Reputation: 20336
I'm trying to parse some HTML with BeautifulSoup, and I'd like to get all the text (recursively) in a tag, but I want to ignore all text that appears within a small
tag. For example, this HTML:
<li>
<a href="/path">
Final
</a>
definition.
<small>
Fun fact.
</small>
</li>
should give the text Final definition.
Note that this is a minimal example.

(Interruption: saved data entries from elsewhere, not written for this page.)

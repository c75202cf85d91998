use std::{fmt::Display, ops::Deref};

#[derive(Debug, Clone, Copy, PartialEq, PartialOrd)]
pub struct Percentage(f64);

impl Display for Percentage {
    fn fmt(&self, f: &mut std::fmt::Formatter<'_>) -> std::fmt::Result {
        write!(f, "{:.0}%", self.0)
    }
}

impl Percentage {
    pub fn new_opt(value: f64) -> Option<Percentage> {
        if value < 0. || value.is_nan() {
            None
        } else {
            Some(Percentage(value))
        }
    }
}

impl Deref for Percentage {
    type Target = f64;

    fn deref(&self) -> &Self::Target {
        &self.0
    }
}

/// Share of `whole` days that were done. `None` when nothing was scheduled yet.
pub fn completion_rate(done: usize, whole: usize) -> Option<Percentage> {
    if whole == 0 {
        return None;
    }
    Percentage::new_opt(done as f64 / whole as f64 * 100.)
}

In the real HTML, there are many other tags involved, so small
should be excluded rather than a
being included.
The text
attribute of the tag is close to what I want, but it would include Fun fact.

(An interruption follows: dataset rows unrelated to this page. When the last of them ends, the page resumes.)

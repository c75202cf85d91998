use std::{
    env,
    path::{Path, PathBuf},
    process::Stdio,
};

use anyhow::{anyhow, Result};
use sysinfo::{get_current_pid, Signal, System};
use tracing::info;

use super::daemon_path::to_daemon_path;

pub fn daemon_executable() -> Result<PathBuf> {
    Ok(to_daemon_path(env::current_exe()?))
}

/// Terminates every running process started from `name`, except for this one. Returns how many
/// were stopped.
pub fn kill_previous_servers(name: &Path) -> Result<usize> {
    let system = System::new_all();
    let current_id = get_current_pid().map_err(|e| anyhow!("Can't get own pid {e}"))?;
    let mut killed = 0;
    for (pid, process) in system.processes().iter() {
        if *pid == current_id {
            continue;
        }
        if matches!(process.parent(), Some(p) if p == current_id) {
            continue;
        }

        if process
            .exe()
            .filter(|v| v.exists())
            .filter(|v| name == *v)
            .is_some()
        {
            info!("Stopping daemon {pid}");
            // This will forcefully terminate the process on Windows.
            if process.kill_with(Signal::Term).is_none() {
                process.kill();
            }
            process.wait();
            killed += 1;
        }
    }
    Ok(killed)
}

/// Shuts down previous daemons and starts a new one. On unix the daemon detaches by itself, so
/// the spawned process exits right after forking.
pub fn restart_server(dir: Option<&Path>) -> Result<()> {
    let daemon = daemon_executable()?;
    kill_previous_servers(&daemon)?;
    let mut command = std::process::Command::new(&daemon);
    if let Some(dir) = dir {
        command.arg("--dir").arg(dir);
    }

    #[cfg(unix)]
    {
        use std::os::unix::process::CommandExt;
        command.process_group(0);
    }
    command.stdin(Stdio::null());
    command.stdout(Stdio::null());

    info!("Spawning {daemon:?}");
    #[cfg(unix)]
    {
        let status = command.status()?;
        if !status.success() {
            return Err(anyhow!("{daemon:?} exited with {status}"));
        }
    }
    #[cfg(not(unix))]
    {
        #[allow(clippy::zombie_processes)]
        let _ = command.spawn()?;
    }
    println!("Daemon started");
    Ok(())
}
use std::{
    path::{Path, PathBuf},
    process::Stdio,
    time::Duration,
};

use anyhow::{bail, Result};
use async_trait::async_trait;
use tokio::process::Command;
use tracing::{debug, warn};

use super::{HabitNotification, NotificationBackend};

const APP_NAME: &str = "habitrack";

/// Nobody is going to answer a reminder from yesterday.
const WAIT_LIMIT: Duration = Duration::from_secs(60 * 60 * 12);

/// Shows notifications through `notify-send` from libnotify. `--wait` keeps the process alive
/// until the notification is closed, and the id of the picked action is printed to stdout.
pub struct NotifySendBackend {
    program: PathBuf,
}

impl NotifySendBackend {
    pub fn new(program: PathBuf) -> Self {
        Self { program }
    }

    /// Finds `notify-send` on `PATH`.
    pub fn detect() -> Option<Self> {
        let paths = std::env::var_os("PATH")?;
        find_program(std::env::split_paths(&paths), "notify-send").map(Self::new)
    }

    fn command(&self, notification: &HabitNotification) -> Command {
        let mut command = Command::new(&self.program);
        command.arg(format!("--app-name={APP_NAME}"));
        command.arg("--wait");
        for action in &notification.actions {
            command.arg(format!("--action={}={}", action.id, action.title));
        }
        command.arg(&notification.title);
        command.arg(&notification.body);
        command
            .stdin(Stdio::null())
            .stdout(Stdio::piped())
            .stderr(Stdio::piped())
            .kill_on_drop(true);
        command
    }
}

fn find_program(paths: impl IntoIterator<Item = PathBuf>, name: &str) -> Option<PathBuf> {
    paths
        .into_iter()
        .map(|dir| dir.join(name))
        .find(|candidate| is_executable(candidate))
}

fn is_executable(path: &Path) -> bool {
    use std::os::unix::fs::PermissionsExt;

    path.metadata()
        .map(|m| m.is_file() && m.permissions().mode() & 0o111 != 0)
        .unwrap_or(false)
}

/// Output of `notify-send --wait` is either empty or the id of the picked action.
fn parse_picked_action(stdout: &[u8]) -> Option<String> {
    let picked = String::from_utf8_lossy(stdout).trim().to_string();
    if picked.is_empty() {
        None
    } else {
        Some(picked)
    }
}

#[async_trait]
impl NotificationBackend for NotifySendBackend {
    fn is_supported(&self) -> bool {
        true
    }

    async fn show(&self, notification: HabitNotification) -> Result<Option<String>> {
        debug!("Showing {:?} through {:?}", notification.title, self.program);
        let child = self.command(&notification).spawn()?;
        let output = match tokio::time::timeout(WAIT_LIMIT, child.wait_with_output()).await {
            Ok(output) => output?,
            Err(_) => {
                warn!("Nobody answered notification {:?}", notification.title);
                return Ok(None);
            }
        };
        if !output.status.success() {
            bail!(
                "notify-send exited with {}: {}",
                output.status,
                String::from_utf8_lossy(&output.stderr).trim()
            );
        }
        Ok(parse_picked_action(&output.stdout))
    }
}
//! Small habit tracker for the terminal. Habits, completion logs and settings are kept in JSON
//! files, and a background daemon sends a daily reminder for every habit that is due.

pub mod cli;
pub mod daemon;
pub mod fs;
pub mod notification;
pub mod tracker;
pub mod utils;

I could concatenate the text of all children except the small
tags, but that would leave out definition.
I couldn't find a method like get_text_until
(the small
tag is always at the end), so what can I do?
Upvotes: 0
Views: 145
Reputation: 19615
You can use find_all
to find all the <small>
tags, clear them, then use get_text()
:
>>> soup
<li>
<a href="/path">
Final
</a>
definition.
<small>
Fun fact.
</small>
</li>
>>> for el in soup.find_all("small"):
... el.clear()
...
>>> soup
<li>
<a href="/path">
Final
</a>
definition.
<small></small>
</li>
>>> soup.get_text()
'\n\n\n Final\n \n definition.\n \n\n'
Upvotes: 1
Reputation: 441
You can get this using recursive method state that you don't want to recurse into child tags: Like
soup.li.find(text=True, recursive=False)
So you can do this like
' '.join(li.find(text=True, recursive=False) for li in soup.findAll('li', 'a'))
Upvotes: 1